Last but not least - The ResultSet:

public class GridResultSet implements ResultSet {

private Iterator iter;
private Set set;
private String cacheName;
private InvocableMap.Entry entry;

public GridResultSet(Set set, String cacheName) {
this.set = set;
this.cacheName = cacheName;
iter = set.iterator();
}

public boolean next() {
entry = (InvocableMap.Entry) iter.next();
return iter.hasNext();
}
......
}


So here you go - another weekend project for Coherence!

6 comments:

Robert Varga said...

Hi Ashish,

a small problem with the next() method.

ResultSet.next() should return true if it was able to step to the next row of the result set, not that there is one AFTER stepping to the next row.

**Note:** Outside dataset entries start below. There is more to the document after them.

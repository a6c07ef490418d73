//! Public types for the tools API
use serde::Serialize;

#[derive(Debug, Serialize)]
pub struct ToolCallResponse {
    pub name: String,
    pub output: String,
}
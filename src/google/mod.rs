pub mod gcal;
pub mod oauth;

pub use gcal::CalendarClient;
pub use oauth::CredentialStore;
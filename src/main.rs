use anyhow::Result;
use errand::cli;

#[tokio::main]
async fn main() -> Result<()> {
    cli::run().await
}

So ResultSet.next() should be:

public boolean next() {
if (iter.hasNext() ) {
entry = (InvocableMap.Entry) iter.next();
return true;
}
return false;
}

Btw, it seems that the command patterns stuff is in the wild, therefore I have to pester Brian to send the code to me, too...

Best regards,

Robert

ashish said...

Hi Robert,
I am going to create a new Incubator project and checkin the code to svn. Feel free to contribute. And thanks for fixing the next () method. I do have one implementation kinda ready for SELECT command but of course there will be more.

-Ashish

Robert Varga said...

Hi Ashish,

I don't yet know how to access the Incubator project for the JDBC driver but I guess there could be some integration possibilities between the POF serializer generator and the JDBC driver allowing the JDBC driver to leverage metadata generated by the generator to phrase select statements selecting attributes from the classes annotated with @PofSerialized.

Best regards,

Robert

Robert Varga said...

Hi Ashish,

I don't yet know how to access the Incubator project for the JDBC driver but I guess there could be some integration possibilities between the POF serializer generator and the JDBC driver allowing the JDBC driver to leverage metadata generated by the generator to phrase select statements selecting attributes from the classes annotated with @PofSerialized.

Best regards,

Robert

ashish said...

Do you have login on coherence.oracle.com? If you do you would see the project. The source is also available from svn. Also look at Denis Felcey's implementation. A little different but it uses a lexr for the metadata.

Robert Varga said...

Hi Ashish,

I do have an account to coherence.oracle.com migrated from a while ago (username robvarga) but still I don't see the JDBC driver project, nor do I see any references to it on the pages, and finally I don't know the SVN url either.

Probably it has to do something with that I am not an Oracle emloyee.